The Board considers that the value of the research lies in three domains.
The survey sought to gain information on a wide range of problems which have a "legal" component – in other words, it did not want to settle for a limited, traditional definition of "legal" concerns focusing on problems that are necessarily resolved through the medium of a court or by lawyers. It asked about 27 everyday types of problems, ranging from traffic accidents, consumer issues, employment-related issues, issues of violence in families, debts, insurance claims, benefit or health-related problems, problems with children, problems with government departments, local and regional bodies, etc. What this list of mundane enough problems does is to highlight the extent to which access to legal information and having the skills to respond to an ever-expanding range of issues with a legal component that impact on peoples’ everyday lives is an increasingly necessary part of living in this society.
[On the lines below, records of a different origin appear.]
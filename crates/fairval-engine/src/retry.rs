//! Retry logic with exponential backoff
//!
//! Provider calls are retried on transient failures only. Each attempt is
//! bounded by a timeout, and a timeout counts as a transient failure.

use std::future::Future;
use std::time::Duration;

use tokio::time::{sleep, timeout};
use tracing::{debug, warn};

use crate::config::EngineConfig;
use crate::error::SourceError;
use crate::sources::SourceKind;

/// Retry policy configuration
#[derive(Debug, Clone)]
pub struct RetryPolicy {
    /// Maximum number of attempts, including the first
    pub max_attempts: u32,

    /// Backoff before the first retry
    pub initial_backoff: Duration,

    /// Maximum backoff duration
    pub max_backoff: Duration,

    /// Backoff multiplier (typically 2.0 for exponential backoff)
    pub backoff_multiplier: f64,

    /// Timeout of each attempt
    pub attempt_timeout: Duration,
}

impl Default for RetryPolicy {
    fn default() -> Self {
        Self::from_config(&EngineConfig::default())
    }
}

impl RetryPolicy {
    /// Derive the policy from engine configuration
    pub fn from_config(config: &EngineConfig) -> Self {
        Self {
            max_attempts: config.max_retries.saturating_add(1),
            initial_backoff: config.retry_backoff_base,
            max_backoff: config.retry_backoff_max,
            backoff_multiplier: 2.0,
            attempt_timeout: config.request_timeout,
        }
    }

    /// Create a policy with no retries
    pub fn no_retry() -> Self {
        Self {
            max_attempts: 1,
            initial_backoff: Duration::ZERO,
            max_backoff: Duration::ZERO,
            backoff_multiplier: 1.0,
            attempt_timeout: Duration::from_secs(5),
        }
    }

    /// Create a policy with fast retries (for testing)
    pub fn fast() -> Self {
        Self {
            max_attempts: 3,
            initial_backoff: Duration::from_millis(10),
            max_backoff: Duration::from_millis(40),
            backoff_multiplier: 2.0,
            attempt_timeout: Duration::from_millis(200),
        }
    }

    /// Calculate backoff duration before the given retry (1-based)
    fn backoff_duration(&self, retry: u32) -> Duration {
        if retry == 0 {
            return Duration::ZERO;
        }

        let backoff_ms = self.initial_backoff.as_millis() as f64
            * self.backoff_multiplier.powi((retry - 1) as i32);

        Duration::from_millis(backoff_ms as u64).min(self.max_backoff)
    }

    /// Run a provider call until it succeeds, fails permanently, or the
    /// attempts run out. Returns the last error in the latter cases.
    pub async fn execute<F, Fut, T>(&self, provider: SourceKind, mut operation: F) -> Result<T, SourceError>
    where
        F: FnMut() -> Fut,
        Fut: Future<Output = Result<T, SourceError>>,
    {
        let attempts = self.max_attempts.max(1);
        let mut attempt = 0;

        loop {
            attempt += 1;
            debug!("Attempt {}/{} for {} source", attempt, attempts, provider);

            let outcome = match timeout(self.attempt_timeout, operation()).await {
                Ok(outcome) => outcome,
                Err(_) => Err(SourceError::timeout(provider, self.attempt_timeout)),
            };

            let error = match outcome {
                Ok(value) => {
                    if attempt > 1 {
                        debug!("{} source succeeded after {} retries", provider, attempt - 1);
                    }
                    return Ok(value);
                }
                Err(error) => error,
            };

            if !error.is_transient() {
                debug!("{} source failed with non-retryable error: {}", provider, error);
                return Err(error);
            }

            if attempt >= attempts {
                warn!("{} source failed after {} attempts: {}", provider, attempts, error);
                return Err(error);
            }

            let backoff = self.backoff_duration(attempt);
            warn!(
                "{} source failed (attempt {}/{}): {}. Retrying in {:?}",
                provider, attempt, attempts, error, backoff
            );
            sleep(backoff).await;
        }
    }
}
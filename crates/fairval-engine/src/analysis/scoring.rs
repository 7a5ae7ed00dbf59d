//! Composite fundamental score on a 0-100 scale
//!
//! | Factor | 0 at | 100 at |
//! |--------|------|--------|
//! | ROE (%) | 0 | 20 |
//! | Operating margin (%) | 0 | 20 |
//! | Debt ratio (%) | 200 | 0 |
//! | Sales growth (%) | -10 | 20 |
//!
//! Values outside a range clamp to its ends. Missing factors drop out and
//! their weight is spread proportionally over the factors that remain.

use serde::{Deserialize, Serialize};

use crate::config::ScoreWeights;
use crate::model::{FundamentalSnapshot, finite};

#[derive(Debug, Clone, Copy, PartialEq, Eq, Serialize, Deserialize)]
#[serde(rename_all = "snake_case")]
pub enum Factor {
    Roe,
    OpMargin,
    DebtRatio,
    SalesGrowth,
}

impl Factor {
    pub const ALL: [Self; 4] = [Self::Roe, Self::OpMargin, Self::DebtRatio, Self::SalesGrowth];

    /// Input value at which the sub-score is 0 and 100 respectively
    const fn range(self) -> (f64, f64) {
        match self {
            Self::Roe => (0.0, 20.0),
            Self::OpMargin => (0.0, 20.0),
            Self::DebtRatio => (200.0, 0.0),
            Self::SalesGrowth => (-10.0, 20.0),
        }
    }

    fn input(self, fundamentals: &FundamentalSnapshot) -> Option<f64> {
        finite(match self {
            Self::Roe => fundamentals.roe,
            Self::OpMargin => fundamentals.op_margin,
            Self::DebtRatio => fundamentals.debt_ratio,
            Self::SalesGrowth => fundamentals.sales_growth,
        })
    }

    fn weight(self, weights: &ScoreWeights) -> f64 {
        match self {
            Self::Roe => weights.roe,
            Self::OpMargin => weights.op_margin,
            Self::DebtRatio => weights.debt_ratio,
            Self::SalesGrowth => weights.sales_growth,
        }
    }

    /// Map an input onto 0-100
    pub fn sub_score(self, value: f64) -> f64 {
        let (zero_at, full_at) = self.range();
        ((value - zero_at) / (full_at - zero_at) * 100.0).clamp(0.0, 100.0)
    }
}

/// One factor's contribution to the composite score
#[derive(Debug, Clone, Copy, PartialEq, Serialize, Deserialize)]
pub struct FactorScore {
    pub factor: Factor,
    pub score: f64,
    /// Weight after redistribution over available factors
    pub weight: f64,
}

/// Composite score and its breakdown
#[derive(Debug, Clone, PartialEq, Serialize, Deserialize)]
pub struct FundamentalScore {
    pub total: f64,
    pub factors: Vec<FactorScore>,
}

/// Score the available fundamentals; `None` when no factor has an input.
pub fn score(fundamentals: &FundamentalSnapshot, weights: &ScoreWeights) -> Option<FundamentalScore> {
    let available: Vec<(Factor, f64, f64)> = Factor::ALL
        .into_iter()
        .filter_map(|factor| {
            factor
                .input(fundamentals)
                .map(|value| (factor, factor.sub_score(value), factor.weight(weights)))
        })
        .filter(|(_, _, weight)| *weight > 0.0)
        .collect();

    let weight_sum: f64 = available.iter().map(|(_, _, weight)| weight).sum();
    if available.is_empty() || weight_sum <= 0.0 {
        return None;
    }

    let factors: Vec<FactorScore> = available
        .into_iter()
        .map(|(factor, score, weight)| FactorScore {
            factor,
            score,
            weight: weight / weight_sum,
        })
        .collect();
    let total = factors.iter().map(|f| f.score * f.weight).sum();

    Some(FundamentalScore { total, factors })
}
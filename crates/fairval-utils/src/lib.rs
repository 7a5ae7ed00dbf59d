//! Shared utilities for fairval
//!
//! Tracing setup used by the `fairval` binary and by anything embedding the
//! engine that wants the same log output.

pub mod logging;

pub use logging::{LogFormat, init_tracing, init_tracing_json, init_tracing_with};
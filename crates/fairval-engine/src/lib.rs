//! Company valuation engine
//!
//! This crate turns a free-form company query into a valuation snapshot:
//!
//! - Identifier resolution by listing code or company name
//! - Concurrent fetches from filings, market and sector providers, with
//!   per-attempt timeouts, retries on transient failures and a shared
//!   single-flight cache
//! - Aggregation onto a single basis date, tolerating failed providers
//! - Fair value from EPS and BPS, a 0-100 fundamental score and a
//!   sector-relative PER comparison
//!
//! # Architecture
//!
//! ```text
//! IdentifierResolver → {filings, market, sector} SourceAdapter (concurrent)
//!     → Aggregator → {peers, valuation, scoring} → AnalysisResult
//! ```
//!
//! Only resolution can fail a request. Every other failure leaves the
//! affected fields `None` and is recorded on the result.
//!
//! # Example
//!
//! ```rust,ignore
//! use fairval_engine::{AnalysisEngine, EngineConfig, SecurityDirectory, SourceSet};
//!
//! #[tokio::main]
//! async fn main() -> anyhow::Result<()> {
//!     let directory = SecurityDirectory::load("data/directory.json").await?;
//!     let engine = AnalysisEngine::new(
//!         EngineConfig::default(),
//!         directory,
//!         SourceSet::from_data_dir("data"),
//!     )?;
//!
//!     let result = engine.analyze("005930").await?;
//!     println!("{:?}", result.fair_value);
//!
//!     Ok(())
//! }
//! ```

pub mod analysis;
pub mod cache;
pub mod config;
pub mod engine;
pub mod error;
pub mod model;
pub mod resolver;
pub mod retry;
pub mod sources;

pub use analysis::{DataFreshness, FairValue, FundamentalScore, SourceStatus};
pub use cache::SourceCache;
pub use config::{EngineConfig, ScoreWeights, ValuationConfig};
pub use engine::{AnalysisEngine, AnalysisResult, SourceSet};
pub use error::{AnalysisError, Result, SourceError, SourceErrorKind};
pub use model::{CompanyIdentity, FundamentalSnapshot, PeerSummary, PricePoint, StockCode};
pub use resolver::{DirectoryEntry, IdentifierResolver, SecurityDirectory};
pub use retry::RetryPolicy;
pub use sources::{FileSource, HttpSource, SourceAdapter, SourceKind, StaticSource};
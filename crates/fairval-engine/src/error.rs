//! Error types for company analysis

use std::fmt::{Display, Formatter};

use thiserror::Error;

use crate::resolver::DirectoryEntry;
use crate::sources::SourceKind;

/// Errors that abort an analysis request.
///
/// Only identifier resolution and engine construction can fail a request;
/// provider failures degrade into unavailable fields instead.
#[derive(Debug, Error)]
pub enum AnalysisError {
    /// Query was empty after trimming
    #[error("Query must not be empty")]
    InvalidQuery,

    /// No security in the directory matches the query
    #[error("No security matches '{query}'")]
    NotFound { query: String },

    /// Several equally ranked securities match the query
    #[error(
        "'{query}' matches {} securities: {}",
        .candidates.len(),
        describe_candidates(.candidates)
    )]
    AmbiguousQuery {
        query: String,
        candidates: Vec<DirectoryEntry>,
    },

    /// Configuration error
    #[error("Configuration error: {0}")]
    Config(String),

    /// Security directory could not be loaded
    #[error("Directory error: {0}")]
    Directory(String),
}

fn describe_candidates(candidates: &[DirectoryEntry]) -> String {
    candidates
        .iter()
        .map(|entry| format!("{} ({})", entry.name, entry.code))
        .collect::<Vec<_>>()
        .join(", ")
}

/// Result type alias for analysis operations
pub type Result<T> = std::result::Result<T, AnalysisError>;

/// Provider failure classification.
#[derive(Debug, Clone, Copy, PartialEq, Eq, Hash)]
pub enum SourceErrorKind {
    /// Connection or transport failure
    Network,
    /// Call exceeded the per-attempt timeout
    Timeout,
    /// Provider asked us to slow down
    RateLimited,
    /// Provider answered with a server error
    Upstream,
    /// Provider does not know the requested code
    UnknownCode,
    /// Provider knows the code but has nothing at or before the as-of date
    NoData,
    /// Payload could not be decoded
    Malformed,
    /// Provider refused the request
    Rejected,
}

impl SourceErrorKind {
    pub const fn as_str(self) -> &'static str {
        match self {
            Self::Network => "network",
            Self::Timeout => "timeout",
            Self::RateLimited => "rate_limited",
            Self::Upstream => "upstream",
            Self::UnknownCode => "unknown_code",
            Self::NoData => "no_data",
            Self::Malformed => "malformed",
            Self::Rejected => "rejected",
        }
    }

    /// Whether a retry has a chance of succeeding.
    pub const fn is_transient(self) -> bool {
        matches!(
            self,
            Self::Network | Self::Timeout | Self::RateLimited | Self::Upstream
        )
    }
}

impl Display for SourceErrorKind {
    fn fmt(&self, f: &mut Formatter<'_>) -> std::fmt::Result {
        f.write_str(self.as_str())
    }
}

/// A single provider failed (after retries, when seen by the aggregator).
#[derive(Debug, Clone, PartialEq, Eq, Error)]
#[error("{provider} source unavailable ({kind}): {message}")]
pub struct SourceError {
    pub provider: SourceKind,
    pub kind: SourceErrorKind,
    pub message: String,
}

impl SourceError {
    pub fn new(provider: SourceKind, kind: SourceErrorKind, message: impl Into<String>) -> Self {
        Self {
            provider,
            kind,
            message: message.into(),
        }
    }

    pub fn timeout(provider: SourceKind, after: std::time::Duration) -> Self {
        Self::new(
            provider,
            SourceErrorKind::Timeout,
            format!("no response within {after:?}"),
        )
    }

    pub fn unknown_code(provider: SourceKind, key: &str) -> Self {
        Self::new(
            provider,
            SourceErrorKind::UnknownCode,
            format!("'{key}' is not known to this source"),
        )
    }

    pub fn no_data(provider: SourceKind, message: impl Into<String>) -> Self {
        Self::new(provider, SourceErrorKind::NoData, message)
    }

    pub fn malformed(provider: SourceKind, message: impl Into<String>) -> Self {
        Self::new(provider, SourceErrorKind::Malformed, message)
    }

    pub const fn is_transient(&self) -> bool {
        self.kind.is_transient()
    }
}
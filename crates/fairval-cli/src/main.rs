//! Command-line interface for fairval

mod output;

use std::path::PathBuf;
use std::time::Duration;

use anyhow::Context;
use clap::{Parser, Subcommand};
use fairval_engine::config::parse_as_of;
use fairval_engine::{AnalysisEngine, EngineConfig, SecurityDirectory, SourceSet};
use fairval_utils::LogFormat;
use tracing::info;

#[derive(Parser, Debug)]
#[command(name = "fairval")]
#[command(version, about = "Company valuation from filings, prices and sector peers", long_about = None)]
struct Cli {
    /// Directory holding directory.json and the per-source data files
    #[arg(long, env = "FAIRVAL_DATA_DIR", default_value = "data", global = true)]
    data_dir: PathBuf,

    /// Fetch filings, market and sector data from this HTTP service instead
    #[arg(long, global = true)]
    base_url: Option<String>,

    /// Analysis date (YYYY-MM-DD), defaults to today
    #[arg(long, global = true)]
    as_of: Option<String>,

    /// Print JSON instead of tables
    #[arg(long, global = true)]
    json: bool,

    /// Per-attempt provider timeout in seconds
    #[arg(long, global = true)]
    timeout_secs: Option<u64>,

    /// Log line format
    #[arg(long, default_value = "text", global = true)]
    log_format: LogFormat,

    #[command(subcommand)]
    command: Command,
}

#[derive(Subcommand, Debug)]
enum Command {
    /// Value a company by listing code or name
    Analyze { query: String },
    /// Show which security a query resolves to
    Resolve { query: String },
}

impl Cli {
    fn engine_config(&self) -> anyhow::Result<EngineConfig> {
        let mut config = EngineConfig::default().with_env()?;
        if let Some(raw) = &self.as_of {
            config.as_of = Some(parse_as_of(raw)?);
        }
        if let Some(secs) = self.timeout_secs {
            config.request_timeout = Duration::from_secs(secs);
        }
        Ok(config)
    }

    fn sources(&self) -> anyhow::Result<SourceSet> {
        match &self.base_url {
            Some(base_url) => Ok(SourceSet::from_base_url(base_url)?),
            None => Ok(SourceSet::from_data_dir(&self.data_dir)),
        }
    }
}

#[tokio::main]
async fn main() -> anyhow::Result<()> {
    let cli = Cli::parse();

    fairval_utils::init_tracing_with(cli.log_format, "warn")?;

    let directory_path = cli.data_dir.join("directory.json");
    let directory = SecurityDirectory::load(&directory_path)
        .await
        .with_context(|| format!("loading {}", directory_path.display()))?;

    info!("Starting fairval with {} securities", directory.len());
    let engine = AnalysisEngine::new(cli.engine_config()?, directory, cli.sources()?)?;

    match &cli.command {
        Command::Analyze { query } => {
            let result = engine.analyze(query).await?;
            if cli.json {
                println!("{}", serde_json::to_string_pretty(&result)?);
            } else {
                print!("{}", output::render_result(&result));
            }
        }
        Command::Resolve { query } => {
            let identity = engine.resolve(query)?;
            if cli.json {
                println!("{}", serde_json::to_string_pretty(&identity)?);
            } else {
                println!("{}", output::render_identity(&identity));
            }
        }
    }

    Ok(())
}
//! Analysis result types

use chrono::NaiveDate;
use serde::{Deserialize, Serialize};
use tracing::debug;

use crate::analysis::scoring::{self, FundamentalScore};
use crate::analysis::valuation::{self, FairValue};
use crate::analysis::{Snapshot, SourceStatus, peers};
use crate::config::EngineConfig;
use crate::model::{CompanyIdentity, FundamentalSnapshot, PeerSummary, PricePoint};
use crate::sources::SourceKind;

/// Outcome of one analysis request.
///
/// Every value field is independently optional; `None` means the value
/// could not be derived from the data available on the basis date.
#[derive(Debug, Clone, PartialEq, Serialize, Deserialize)]
pub struct AnalysisResult {
    pub identity: CompanyIdentity,
    pub price: Option<f64>,
    pub fair_value: Option<f64>,
    pub undervaluation_pct: Option<f64>,
    pub score_total: Option<f64>,
    pub basis_date: Option<NaiveDate>,
    pub history: Vec<PricePoint>,
    pub fundamentals: FundamentalSnapshot,
    pub peer_summary: PeerSummary,
    /// How the fair value was built
    pub valuation: Option<FairValue>,
    /// Per-factor breakdown of `score_total`
    pub score: Option<FundamentalScore>,
    pub sources: Vec<SourceStatus>,
    pub warnings: Vec<String>,
}

impl AnalysisResult {
    /// Status of one provider
    pub fn source(&self, kind: SourceKind) -> Option<&SourceStatus> {
        self.sources.iter().find(|status| status.source == kind)
    }

    pub fn has_warnings(&self) -> bool {
        !self.warnings.is_empty()
    }
}

/// Run the analysis stages over a snapshot and shape the result.
pub fn assemble(identity: CompanyIdentity, snapshot: Snapshot, config: &EngineConfig) -> AnalysisResult {
    let Snapshot {
        basis_date,
        price,
        history,
        mut fundamentals,
        sector,
        sources,
        mut warnings,
    } = snapshot;

    let peer_summary = peers::compare(&identity.code, fundamentals.per, sector.as_ref());
    if !peer_summary.has_comparison() {
        skipped(&mut warnings, "peer comparison", "no sector peer with a valid PER");
    } else if peer_summary.target_value.is_none() {
        skipped(&mut warnings, "relative PER", "target PER unavailable");
    }

    let fair = valuation::estimate(&fundamentals, peer_summary.sector_avg, &config.valuation);
    if fair.is_none() {
        skipped(&mut warnings, "fair value", "no positive EPS or BPS");
    }

    let fair_value = fair.map(|fair| fair.value);
    let undervaluation_pct = valuation::undervaluation_pct(fair_value, price);
    if fair_value.is_some() && undervaluation_pct.is_none() {
        skipped(&mut warnings, "undervaluation", "current price unavailable");
    }

    let score = scoring::score(&fundamentals, &config.scoring);
    if score.is_none() {
        skipped(&mut warnings, "fundamental score", "no scoring inputs");
    }

    fundamentals.as_of = basis_date;

    AnalysisResult {
        identity,
        price,
        fair_value,
        undervaluation_pct,
        score_total: score.as_ref().map(|score| score.total),
        basis_date,
        history,
        fundamentals,
        peer_summary,
        valuation: fair,
        score,
        sources,
        warnings,
    }
}

fn skipped(warnings: &mut Vec<String>, what: &str, reason: &str) {
    debug!("Skipping {}: {}", what, reason);
    warnings.push(format!("{what} unavailable: {reason}"));
}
Yet, while there is an increasing requirement for some degree of legal literacy/ knowledge, or the ability to pay for legal advice to facilitate survival, New Zealand remains a society with a low percentage of those with some form of tertiary education (15 %: 6% of women and 9% of men) where 32% of women and 30% of men have no formal qualifications and where 37% of women and 24% of men receive personal incomes below $10,000. Taking primarily a caseload approach to respond to unmet legal needs is not a cost-effective method of meeting ever-expanding communities’ need for legal information and assistance. What this highlights is the need to develop modes of service delivery that are able to augment communities’ knowledge of legal issues.
The survey findings suggested that people with legal needs approach groups, agencies and organisations most frequently (55%), followed by friends and family (48% and most likely to be consulted first) lawyers (29%) and "knowledgeable and influential" people (25%). What these figures highlight is the importance of informal sources of advice and the importance of creating modes of service delivery that ensure quality and accurate information and advice and support about how to proceed accessible not just in the cities and towns but also in the small, more isolated and deprived communities. This finding, then, focuses attention on CLC’s outreach services and on the significance of law-related educational programmes.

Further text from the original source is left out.